Identify every line in the records below that contains the word "UserQuery", and reproduce each one.

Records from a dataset

========

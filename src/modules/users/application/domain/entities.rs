use chrono::{DateTime, Utc};
use uuid::Uuid;

/// A registered account.
///
/// `username` and `email` are always stored lowercase, names are title-cased.
#[derive(Debug, Clone, PartialEq)]
pub struct User {
    pub id: Uuid,
    pub username: String,
    pub email: String,
    pub first_name: String,
    pub last_name: String,
    pub password_hash: String,
    pub is_active: bool,
    pub is_staff: bool,
    pub is_superuser: bool,
    pub date_joined: DateTime<Utc>,
    pub last_login: Option<DateTime<Utc>>,
    pub created_at: DateTime<Utc>,
    pub updated_at: DateTime<Utc>,
}

impl User {
    pub fn full_name(&self) -> String {
        format!("{} {}", self.first_name, self.last_name)
            .trim()
            .to_string()
    }
}

/// Data needed to insert a new account. Fields are already validated.
#[derive(Debug, Clone, PartialEq)]
pub struct NewUser {
    pub username: String,
    pub email: String,
    pub first_name: String,
    pub last_name: String,
    pub password_hash: String,
}
use async_trait::async_trait;
use std::sync::Arc;

use crate::modules::users::application::domain::{TokenPurpose, User};
use crate::modules::users::application::ports::outgoing::UserQuery;
use crate::modules::users::application::services::{TokenLifecycle, TokenLifecycleError};

/// Why a session token (access or refresh) was not accepted.
#[derive(Debug, Clone, PartialEq)]
pub enum SessionError {
    InvalidToken,
    TokenExpired,
    TokenRevoked,
    UserNotFound,
    UserDisabled,
    Internal(String),
}

impl std::fmt::Display for SessionError {
    fn fmt(&self, f: &mut std::fmt::Formatter<'_>) -> std::fmt::Result {
        match self {
            SessionError::InvalidToken => write!(f, "Invalid Token"),
            SessionError::TokenExpired => write!(f, "Token Has Expired"),
            SessionError::TokenRevoked => write!(f, "Token Has Been Revoked"),
            SessionError::UserNotFound => write!(f, "User Not Found"),
            SessionError::UserDisabled => write!(f, "User Account Is Disabled"),
            SessionError::Internal(msg) => write!(f, "Internal error: {}", msg),
        }
    }
}

impl std::error::Error for SessionError {}

impl From<TokenLifecycleError> for SessionError {
    fn from(e: TokenLifecycleError) -> Self {
        match e {
            TokenLifecycleError::Invalid => SessionError::InvalidToken,
            TokenLifecycleError::Expired => SessionError::TokenExpired,
            TokenLifecycleError::NotCurrent => SessionError::TokenRevoked,
            other => SessionError::Internal(other.to_string()),
        }
    }
}

/// Checks a session token against the cache and loads its active owner.
pub(crate) async fn session_owner(
    tokens: &TokenLifecycle,
    query: &dyn UserQuery,
    token: &str,
    purpose: TokenPurpose,
) -> Result<User, SessionError> {
    if token.trim().is_empty() {
        return Err(SessionError::InvalidToken);
    }

    let user_id = tokens.validate(token, purpose).await?;

    let user = query
        .find_by_id(user_id)
        .await
        .map_err(|e| SessionError::Internal(e.to_string()))?
        .ok_or(SessionError::UserNotFound)?;

    if !user.is_active {
        return Err(SessionError::UserDisabled);
    }
    Ok(user)
}

/// Resolves the bearer access token of a request to its user.
#[async_trait]
pub trait IAuthenticateUserUseCase: Send + Sync {
    async fn execute(&self, access_token: &str) -> Result<User, SessionError>;
}

pub struct AuthenticateUserUseCase {
    query: Arc<dyn UserQuery>,
    tokens: TokenLifecycle,
}

impl AuthenticateUserUseCase {
    pub fn new(query: Arc<dyn UserQuery>, tokens: TokenLifecycle) -> Self {
        Self { query, tokens }
    }
}

#[async_trait]
impl IAuthenticateUserUseCase for AuthenticateUserUseCase {
    async fn execute(&self, access_token: &str) -> Result<User, SessionError> {
        session_owner(
            &self.tokens,
            self.query.as_ref(),
            access_token,
            TokenPurpose::Access,
        )
        .await
    }
}
pub mod argon2_hasher;

pub use argon2_hasher::Argon2Hasher;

========

ANSWER AREA:
use crate::modules::users::application::ports::outgoing::UserQuery;
    query: &dyn UserQuery,
    query: Arc<dyn UserQuery>,
    pub fn new(query: Arc<dyn UserQuery>, tokens: TokenLifecycle) -> Self {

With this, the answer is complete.